We don’t win any victories for diversity and inclusion by lashing out at any example we see that seems to be (or is) representative of an exclusionary view or practice—especially if we don’t do our homework first to get an accurate understanding of what we’re really seeing.

Another example of why we shouldn’t try to force diversity and inclusion on anyone who is reluctant about “outsiders” is something I heard from another guest at the bed and breakfast we stayed at. The church’s Christmas lovefeast vigil services used to be for members only, who afterward had the opportunity to tour local houses to view their nativity displays, which they call the “Putz.”

When the services became open to everyone, and more people would tour the Putz displays, homeowners noticed each time that items were missing, which had never happened when the open house was limited to church members. As a result, it was decided that the Putz would only be displayed for the public at the church in regulated presentations, since the members had come to equate the inclusion of non-members of the church—“outsiders” to the Moravian tradition—with home robbery.

We need to bear such stories in mind when it comes to promoting diversity and inclusion to people who have historically been opposed to the idea. We also need to bear in mind that not all such opposition automatically equates with hate-based prejudice or the intentional desire to suppress and marginalize people who are different from them.

While the outcome is just as unacceptable whether it comes from malicious intent or ignorance, the way we choose to approach and seek correction for the problem should be different depending on which of these two motives we’re dealing with.
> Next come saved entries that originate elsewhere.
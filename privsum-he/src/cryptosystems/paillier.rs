use privsum_numbertheory::{gen_coprime, gen_rsa_modulus};
use privsum_traits::cryptosystems::{
    Associable, AsymmetricCryptosystem, DecryptionKey, EncryptionKey,
};
use privsum_traits::homomorphic::HomomorphicAddition;
use privsum_traits::randomness::GeneralRng;
use privsum_traits::randomness::SecureRng;
use privsum_traits::security::BitsOfSecurity;
use privsum_traits::{EncryptionError, KeyGenerationError};
use rug::ops::RemRounding;
use rug::Integer;
use serde::{Deserialize, Serialize};
use std::ops::Rem;

/// The Paillier cryptosystem.
#[derive(Copy, Clone)]
pub struct Paillier {
    modulus_size: u32,
}

/// Public key for the Paillier cryptosystem.
#[derive(PartialEq, Eq, Debug, Serialize, Deserialize, Clone)]
pub struct PaillierPK {
    /// Public modulus n for encryption
    pub n: Integer,
    /// Public generator g for encryption
    pub g: Integer,
}

/// Decryption key for the Paillier cryptosystem.
pub struct PaillierSK {
    lambda: Integer,
    mu: Integer,
}

/// Ciphertext of the Paillier cryptosystem, which is additively homomorphic.
#[derive(PartialEq, Eq, Debug, Serialize, Deserialize, Clone)]
pub struct PaillierCiphertext {
    /// Encrypted message (Ciphertext)
    pub c: Integer,
}

impl Associable<PaillierPK> for PaillierCiphertext {}

impl AsymmetricCryptosystem for Paillier {
    type PublicKey = PaillierPK;
    type SecretKey = PaillierSK;

    fn setup(security_param: &BitsOfSecurity) -> Self {
        Paillier {
            modulus_size: security_param.to_public_key_bit_length(),
        }
    }

    /// Generates a fresh Paillier keypair.
    /// ```
    /// # use privsum_traits::randomness::GeneralRng;
    /// # use privsum_he::cryptosystems::paillier::Paillier;
    /// # use privsum_traits::security::BitsOfSecurity;
    /// # use privsum_traits::cryptosystems::AsymmetricCryptosystem;
    /// # use rand_core::OsRng;
    /// let mut rng = GeneralRng::new(OsRng);
    /// let paillier = Paillier::setup(&BitsOfSecurity::ToyParameters);
    /// let (public_key, secret_key) = paillier.generate_keys(&mut rng).unwrap();
    /// ```
    fn generate_keys<R: SecureRng>(
        &self,
        rng: &mut GeneralRng<R>,
    ) -> Result<(PaillierPK, PaillierSK), KeyGenerationError> {
        let (n, lambda) = gen_rsa_modulus(self.modulus_size, rng);
        let n_squared = Integer::from(n.square_ref());

        let g = Integer::from(&n + 1);

        // mu = L(g^lambda mod n^2)^-1 mod n, where L(u) = (u - 1) / n
        let mut l_value = Integer::from(g.pow_mod_ref(&lambda, &n_squared).unwrap());
        l_value -= 1;
        l_value /= &n;

        let mu = l_value
            .invert(&n)
            .map_err(|_| KeyGenerationError::NoModularInverse)?;

        Ok((PaillierPK { n, g }, PaillierSK { lambda, mu }))
    }
}

impl EncryptionKey for PaillierPK {
    type Input = Integer;
    type Plaintext = Integer;
    type Ciphertext = PaillierCiphertext;

    /// Encrypts a plaintext integer using the Paillier public key. The plaintext must already lie
    /// in the message space $[0, n)$; anything outside of it is rejected.
    /// ```
    /// # use privsum_traits::randomness::GeneralRng;
    /// # use privsum_he::cryptosystems::paillier::Paillier;
    /// # use privsum_traits::security::BitsOfSecurity;
    /// # use privsum_traits::cryptosystems::{AsymmetricCryptosystem, EncryptionKey};
    /// # use rug::Integer;
    /// # use rand_core::OsRng;
    /// # let mut rng = GeneralRng::new(OsRng);
    /// # let paillier = Paillier::setup(&BitsOfSecurity::ToyParameters);
    /// # let (public_key, secret_key) = paillier.generate_keys(&mut rng).unwrap();
    /// let ciphertext = public_key.encrypt(&Integer::from(5), &mut rng).unwrap();
    /// ```
    fn encrypt_raw<R: SecureRng>(
        &self,
        plaintext: &Integer,
        rng: &mut GeneralRng<R>,
    ) -> Result<PaillierCiphertext, EncryptionError> {
        if *plaintext < 0 || *plaintext >= self.n {
            return Err(EncryptionError::PlaintextOutOfRange);
        }

        let n_squared = Integer::from(self.n.square_ref());
        let r = gen_coprime(&self.n, rng);

        let first = Integer::from(self.g.pow_mod_ref(plaintext, &n_squared).unwrap());
        let second = r.secure_pow_mod(&self.n, &n_squared);

        Ok(PaillierCiphertext {
            c: (first * second).rem(&n_squared),
        })
    }
}

impl DecryptionKey<PaillierPK> for PaillierSK {
    /// Decrypts an associated Paillier ciphertext using the secret key.
    /// ```
    /// # use privsum_traits::randomness::GeneralRng;
    /// # use privsum_he::cryptosystems::paillier::Paillier;
    /// # use privsum_traits::security::BitsOfSecurity;
    /// # use privsum_traits::cryptosystems::{AsymmetricCryptosystem, EncryptionKey, DecryptionKey};
    /// # use rug::Integer;
    /// # use rand_core::OsRng;
    /// # let mut rng = GeneralRng::new(OsRng);
    /// # let paillier = Paillier::setup(&BitsOfSecurity::ToyParameters);
    /// # let (public_key, secret_key) = paillier.generate_keys(&mut rng).unwrap();
    /// # let ciphertext = public_key.encrypt(&Integer::from(5), &mut rng).unwrap();
    /// println!("The decrypted message is {}", secret_key.decrypt(&ciphertext));
    /// // Prints: "The decrypted message is 5".
    /// ```
    fn decrypt_raw(&self, public_key: &PaillierPK, ciphertext: &PaillierCiphertext) -> Integer {
        let n_squared = Integer::from(public_key.n.square_ref());

        let mut inner = Integer::from(ciphertext.c.secure_pow_mod_ref(&self.lambda, &n_squared));
        inner -= 1;
        inner /= &public_key.n;
        inner *= &self.mu;

        inner.rem(&public_key.n)
    }
}

impl HomomorphicAddition for PaillierPK {
    fn add(
        &self,
        ciphertext_a: Self::Ciphertext,
        ciphertext_b: Self::Ciphertext,
    ) -> Self::Ciphertext {
        PaillierCiphertext {
            c: Integer::from(&ciphertext_a.c * &ciphertext_b.c)
                .rem(Integer::from(self.n.square_ref())),
        }
    }

    fn add_constant(
        &self,
        ciphertext: Self::Ciphertext,
        constant: Self::Input,
    ) -> Self::Ciphertext {
        let modulus = Integer::from(self.n.square_ref());
        let exponent = constant.rem_euc(&self.n);

        PaillierCiphertext {
            c: (ciphertext.c * Integer::from(self.g.pow_mod_ref(&exponent, &modulus).unwrap()))
                .rem(&modulus),
        }
    }

    fn mul_constant(
        &self,
        ciphertext: Self::Ciphertext,
        constant: Self::Input,
    ) -> Self::Ciphertext {
        let modulus = Integer::from(self.n.square_ref());
        let exponent = constant.rem_euc(&self.n);

        PaillierCiphertext {
            c: Integer::from(ciphertext.c.pow_mod_ref(&exponent, &modulus).unwrap()),
        }
    }
}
If we treat ignorant people as intentional bigots, we create a self-fulfilling prophecy. We need to practice enough restraint and patience to identify what mindset we’re dealing with before we act, because we’ve seen far too many examples of our good intentions backfiring and creating bigger problems. We need to set the best example we can for why it would benefit them to let us in, rather than barge in and tell them they are wrong and they have to change.

Even if, after all this, some people still refuse to acknowledge the validity of our argument, this doesn’t mean we have to sink to their level. We fail in our mission if we allow their negative karma to prompt us to destroy our own good karma.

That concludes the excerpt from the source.